O dedinho da deusa

Enquanto vadiava pelas vias de Ponto Belo no rastro volátil da deusa dali, observei que a tarde já afrouxara suas rédeas de luz, permitindo que a noite começasse a sombrear os distantes beirais do Torreão.

As ruas e largos da exígua cidade, num esforço de claridade, acendiam suas luminárias, algumas tímidas, outras exaltadas.

E amanhã, que caminho você vai seguir?

Era o que eu, na caça de interlocutores, me perguntava, enquanto via a noite, agora voraz, se apropriar da cidade nanica.

No centro de uma praça permeada de equipamentos recreativos e ruelas lúdicas, um quiosque despertou meu interesse.

Em torno dele quatro caras aproveitavam aquele princípio de noite de outono tropical pra uma relaxada conversa dominical.

Um dos caras era o dono do quiosque que tratou logo de servir a cerveja que cheguei pedindo.

Consciente da minha condição de forasteiro ficaria por ali, bebendo calado, até que uma oportunidade fosse oferecida pra que eu desfiasse a ladainha de dúvidas, digamos, logísticas que trazia – martelando – na minha cabeça.

Cadê a bicicleta?

Eu não tinha ainda nem completado o primeiro gole da cerveja que sorvia com silente prazer, quando essa pergunta partiu certeira na minha direção.

Era o dono do quiosque que, olhando pra mim, lançara a indagação e já explicava que tinha me visto pela manhã pedalando pela cidade.

(- …que julgava abandonada, arrematei em silêncio).

A partir daí, aquele trio (um dos caras debandou logo depois que eu cheguei) me serviu de todas as informações de que precisava.

O desfecho da conversa, lamento informar pra você, não trouxe a orientação que eu queria: eles foram unânimes em desaconselhar qualquer proximidade do meu percurso com o desenho cartográfico do Torreão.

Fora isso, o encontro foi muito proveitoso e agradável.

Olha só quem eram os meus interlocutores informativos:

o primeiro era o Adalberto – o único nome que me ficou daquela tríade –, ecoporanguense como eu e funcionário dos Correios.

Ele, além do natural interesse em ajudar um conterrâneo desgarrado, demonstrou um detalhado e apaixonado conhecimento da região.

O segundo era um cara mais velho: um ponto-belense que saiu dali, rodou pelo mundo e voltou pra esta terra, que ele conhece – pude ver – com o coração.
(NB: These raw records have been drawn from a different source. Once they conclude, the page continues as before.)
use crate::protocol;
use crate::report::RecordSink;
use crate::types::{ControllerState, FloatValue, Pose, TrackedDevice};
use crate::{NoloError, Result};

/// Last-known state of every device in the tracking set.
///
/// One pose per device, overwritten in place by each decoded record.
/// Owned by the driver instance and mutated only from its polling call
/// path; cross-thread reads need external synchronization.
#[derive(Debug, Clone, Default)]
pub struct TrackingState {
    hmd: Pose,
    controllers: [ControllerState; 2],
    station: Pose,
    station_battery: u8,
}

impl TrackingState {
    pub fn new() -> Self {
        Self::default()
    }

    /// Current pose of one tracked device.
    pub fn pose(&self, device: TrackedDevice) -> Pose {
        match device {
            TrackedDevice::Hmd => self.hmd,
            TrackedDevice::Controller0 => self.controllers[0].pose,
            TrackedDevice::Controller1 => self.controllers[1].pose,
            TrackedDevice::BaseStation => self.station,
        }
    }

    /// Full controller state, `None` for indices other than 0 and 1.
    pub fn controller(&self, index: usize) -> Option<&ControllerState> {
        self.controllers.get(index)
    }

    pub fn station_battery(&self) -> u8 {
        self.station_battery
    }

    /// Copy the requested value out of a device's current pose.
    ///
    /// Serves `RotationQuat` (4 floats) and `PositionVector` (3 floats),
    /// returning the count written. Every other kind is a caller-visible
    /// [`NoloError::UnsupportedValue`], never a silent default.
    pub fn float_value(
        &self,
        device: TrackedDevice,
        value: FloatValue,
        out: &mut [f32],
    ) -> Result<usize> {
        let pose = self.pose(device);
        let src: &[f32] = match value {
            FloatValue::RotationQuat => &pose.rotation,
            FloatValue::PositionVector => &pose.position,
            other => return Err(NoloError::UnsupportedValue(other)),
        };
        if out.len() < src.len() {
            return Err(NoloError::OutputTooShort {
                needed: src.len(),
                got: out.len(),
            });
        }
        out[..src.len()].copy_from_slice(src);
        Ok(src.len())
    }

    fn controller_record(&mut self, index: usize, record: &[u8]) {
        let Some(rec) = protocol::parse_controller_record(record) else {
            log::warn!("controller {} record too short, ignored", index);
            return;
        };
        self.controllers[index] = ControllerState {
            pose: rec.pose,
            buttons: rec.buttons,
            trigger: rec.trigger,
            battery: rec.battery,
            touching: rec.touching,
        };
    }
}

impl RecordSink for TrackingState {
    fn record(&mut self, device: TrackedDevice, record: &[u8]) {
        match device {
            TrackedDevice::Controller0 => self.controller_record(0, record),
            TrackedDevice::Controller1 => self.controller_record(1, record),
            TrackedDevice::Hmd => {
                if let Some(rec) = protocol::parse_hmd_marker(record) {
                    self.hmd = rec.pose;
                } else {
                    log::warn!("hmd marker record too short, ignored");
                }
            }
            TrackedDevice::BaseStation => {
                if let Some(rec) = protocol::parse_base_station(record) {
                    self.station.position = rec.position;
                    self.station_battery = rec.battery;
                } else {
                    log::warn!("base station record too short, ignored");
                }
            }
        }
    }
}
E o terceiro era… o dono do quiosque.

E não é que o cara tem um irmão que há coisa de uns cinco anos – contados até então – tinha pegado uma bicicleta e cascado fora

Dele, do tal irmão, só chegavam pra família, em Ponto Belo, notícias vadias, desgarradas, casuais.

O cara tinha escafedido-se.

Ao me ver naquela manhã pedalando pela cidade deserta, com bagagem de viajante sobre a bicicleta, ele disse que se lembrou com saudades do irmão fugidio.

Quando, depois, falei meu nome pro grupo, percebi de imediato a sua cara de alegre surpresa.

Sabe o nome do irmão nômade do dono do quiosque?

Gilson!

Pronto: estava eu, no fim de um domingo outonal, tomando desapressada cerveja com três velhos amigos – que acabara de conhecer – na praça mais extensa daquela cidade ínfima.

Não sei se devo, como sempre faço, atribuir integralmente ao acaso aquele encontro que, além de divertido, foi decisivo para o desenvolvimento do meu inexato roteiro de viagem.

Pois confesso que vi ali, naquele amistoso desfecho, um dedo – o mindinho, que seja –, da deusa parda, generosa e fugaz que transcendera a luminosidade discreta (e vazia) daquele dia com uma inebriante epifania.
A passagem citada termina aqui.